Just as you’re an individual, your recovery will be, too. There are always factors that determine the speed of recovery from any procedure, but there is a basic timeline for spinal tumor surgery recovery that can provide you with some valuable information on what to expect, and when to expect it.
The Day of Your Surgery
Starting the moment your surgery is completed, recovery begins. Your body will begin rebuilding tissue, taking away the waste associated with healing and providing immune support for the affected areas. The surgery itself can take from one hour to 10, depending on the complexity of the tumor and any surrounding tissues it may have grown into. Your neurosurgeon can give you a more accurate estimate of how long your surgery is expected to last.
Once surgery is completed, you will be taken to a recovery area. Here you will be constantly monitored as you emerge from the anesthesia. Medications will be administered to control pain. When the surgical recovery staff is confident you are awake enough, you will be moved to your hospital room.

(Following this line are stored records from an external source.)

//! Release notes shown by `catsync --history`.

/// `(version, date, change)` entries, newest first.
pub const HISTORY: &[(&str, &str, &str)] = &[
    (
        "0.3.0",
        "2026-09-28",
        "Security rules are created once per category value and skipped when a rule with the same name exists.",
    ),
    (
        "0.2.0",
        "2026-07-14",
        "List endpoints are walked page by page; rule creation waits for its task.",
    ),
    (
        "0.1.0",
        "2026-05-02",
        "Category keys and values upserted from a YAML file.",
    ),
];

/// The history as printable text, one entry per line.
pub fn render() -> String {
    HISTORY
        .iter()
        .map(|(version, date, change)| format!("{version}  {date}  {change}"))
        .collect::<Vec<_>>()
        .join("\n")
}
//! Typed client for the v3 categories API.
//!
//! | Method | Path | Operation |
//! |--------|------|-----------|
//! | PUT    | `categories/{key}` | Create or update a category key |
//! | PUT    | `categories/{key}/{value}` | Create or update a category value |
//! | POST   | `categories/list` | List category keys |
//! | POST   | `categories/{key}/list` | List values of a key |
//!
//! Both PUT endpoints are upserts: repeating a call with the same body
//! leaves the server in the same state.

use reqwest::Method;
use serde::{Deserialize, Serialize};
use serde_json::Value;

use crate::error::PrismApiError;
use crate::executor::Executor;
use crate::pagination::fetch_all;

const RESOURCE: &str = "categories";

/// Listing kind for category keys and values.
pub const CATEGORY_KIND: &str = "category";

/// Body of `PUT categories/{key}`.
#[derive(Debug, Clone, Serialize)]
pub struct CategoryKeyBody {
    pub name: String,
    #[serde(skip_serializing_if = "Option::is_none")]
    pub description: Option<String>,
}

/// Body of `PUT categories/{key}/{value}`.
#[derive(Debug, Clone, Serialize)]
pub struct CategoryValueBody {
    pub value: String,
    pub description: String,
}

/// Category key or value as returned by the API.
///
/// Only the fields this tool reads are modeled; the rest are ignored.
#[derive(Debug, Clone, Default, Deserialize)]
pub struct CategoryRecord {
    #[serde(default)]
    pub name: Option<String>,
    #[serde(default)]
    pub value: Option<String>,
    #[serde(default)]
    pub description: Option<String>,
    #[serde(default)]
    pub system_defined: bool,
}

/// Client for the categories API.
#[derive(Debug, Clone)]
pub struct CategoryClient {
    exec: Executor,
}

impl CategoryClient {
    pub(crate) fn new(exec: Executor) -> Self {
        Self { exec }
    }

    /// Create or update a category key.
    ///
    /// Calls `PUT {base_url}/categories/{key}`.
    pub async fn upsert_key(
        &self,
        key: &str,
        description: Option<&str>,
    ) -> Result<CategoryRecord, PrismApiError> {
        let url = self.exec.url(&[RESOURCE, key])?;
        let body = to_body(
            &CategoryKeyBody {
                name: key.to_string(),
                description: description.map(str::to_string),
            },
            key,
        )?;
        let resp = self.exec.execute(Method::PUT, url, Some(&body)).await?;
        decode(resp, &format!("PUT categories/{key}"))
    }

    /// Create or update a value under an existing key.
    ///
    /// Calls `PUT {base_url}/categories/{key}/{value}`.
    pub async fn upsert_value(
        &self,
        key: &str,
        value: &str,
        description: &str,
    ) -> Result<CategoryRecord, PrismApiError> {
        let url = self.exec.url(&[RESOURCE, key, value])?;
        let body = to_body(
            &CategoryValueBody {
                value: value.to_string(),
                description: description.to_string(),
            },
            key,
        )?;
        let resp = self.exec.execute(Method::PUT, url, Some(&body)).await?;
        decode(resp, &format!("PUT categories/{key}/{value}"))
    }

    /// List every category key, including system-defined ones.
    pub async fn list_keys(&self, page_size: u32) -> Result<Vec<CategoryRecord>, PrismApiError> {
        let raw = fetch_all(&self.exec, &[RESOURCE], CATEGORY_KIND, page_size).await?;
        raw.into_iter()
            .map(|v| decode(v, "POST categories/list"))
            .collect()
    }

    /// List every value of `key`.
    pub async fn list_values(
        &self,
        key: &str,
        page_size: u32,
    ) -> Result<Vec<CategoryRecord>, PrismApiError> {
        let raw = fetch_all(&self.exec, &[RESOURCE, key], CATEGORY_KIND, page_size).await?;
        raw.into_iter()
            .map(|v| decode(v, &format!("POST categories/{key}/list")))
            .collect()
    }
}

fn to_body<T: Serialize>(body: &T, key: &str) -> Result<Value, PrismApiError> {
    serde_json::to_value(body).map_err(|source| PrismApiError::Deserialization {
        endpoint: format!("PUT categories/{key}"),
        source,
    })
}

fn decode(value: Value, endpoint: &str) -> Result<CategoryRecord, PrismApiError> {
    // Some Prism builds answer an upsert with an empty body.
    if value.is_null() {
        return Ok(CategoryRecord::default());
    }
    serde_json::from_value(value).map_err(|source| PrismApiError::Deserialization {
        endpoint: endpoint.to_string(),
        source,
    })
}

In many instances, patients are asked to get up and walk within hours of surgery. Do not attempt to get out of bed and walk on your own.
The Next Few Days
Although some spinal tumor surgery may only require two or three days in the hospital, it’s not uncommon to stay in the hospital for up to a week after undergoing surgery for an extensive tumor. During this time, you will have the opportunity to rest and really begin the healing process. Depending on the site and severity of your tumor, you may start receiving physical therapy. Pain management will be administered, but will be decreased on a daily basis as your body starts to recover.
Your surgeon may have placed a drain to divert excess fluid from the surgical site — within a few days of placement, this drain will be removed.
Going Home: The First Few Weeks
In most cases, you will go home within a week or less after your surgery, but sometimes a stay in an in-patient rehabilitation facility is needed. You might still be on pain medication for a few days to several weeks. It’s important to keep up with your medication schedule as laid out by your surgeon.
At home, you can gradually start to become more active — depending on your surgeon’s instructions, you may be asked to walk and build upon that base as recovery continues. In some cases physical therapy will be prescribed — be sure to attend all of the required sessions. This often makes a huge difference in recovery and helps to build strength and flexibility again.
A well-balanced diet is essential in giving your body the nutrients it needs to properly heal. Plenty of vegetables and fruits, a moderation of lean meats and healthy carbs will help give your system the boost it needs. Rest is also important because you will feel very tired to start with, but as time goes by, you’ll find your energy will start to increase again.
You’ll be allowed to shower as normal, but avoid scrubbing your incision site. It may be healed over, but there is still a lot of rebuilding that needs to take place under the surface.
You may need to see your surgeon regularly over the course of the next few weeks. Be sure to make all of the appointments — it’s essential that your progress be monitored closely. It’s much easier to correct issues early on.
Depending on what you do for work, it’s possible you’ll be able to return fairly quickly. If you work in a job that demands strenuous labor, such as lifting, bending or twisting, you may be ordered to work on a modified basis until your surgeon has cleared you for resuming your normal duties.
The First Few Months
You’ve made it through the first (and typically most difficult) portion of your recovery! At this point, you have resumed the majority of your normal activities, including driving, working and household chores. This doesn’t mean that you can forget you had surgery — you will need to continue to take special care of your back. It can take months for a surgical site to heal completely and depending on the extent of your tumor, surrounding tissues and structures may need some extra recovery time as well. Additional treatment may be needed if your tumor is cancerous. This treatment may include radiation and/or chemotherapy. If needed, it is important that you receive this treatment in a timely fashion after your surgeon has cleared you.
You can expect to see your surgeon regularly — the frequency of check-ups will be determined by the doctor and your particular needs. Diagnostics such as X-rays or scans may be conducted to monitor healing and make sure there are no complications or delays. Your surgeon will make necessary recommendations for exercise or lifestyle changes if they see anything that indicates you’re not healing as they’d expect.
If you’re still seeing a physical therapist, continue your appointments. One of the biggest mistakes someone recovering from any type of surgery can make is to quit going to physical therapy because they feel better.
The First Year
Once you’ve made it to your first year following surgery, you can expect to have fewer visits with your surgeon (typically an annual visit is all you’ll need). Periodic imaging studies will be needed to monitor for potential regrowth of the tumor. The schedule for this will be set by your doctors. You will also have regained a great deal of strength and flexibility, and it’s possible you have more now that the tumor is no longer causing problems. Continue with your normal exercise regimen to maintain fitness.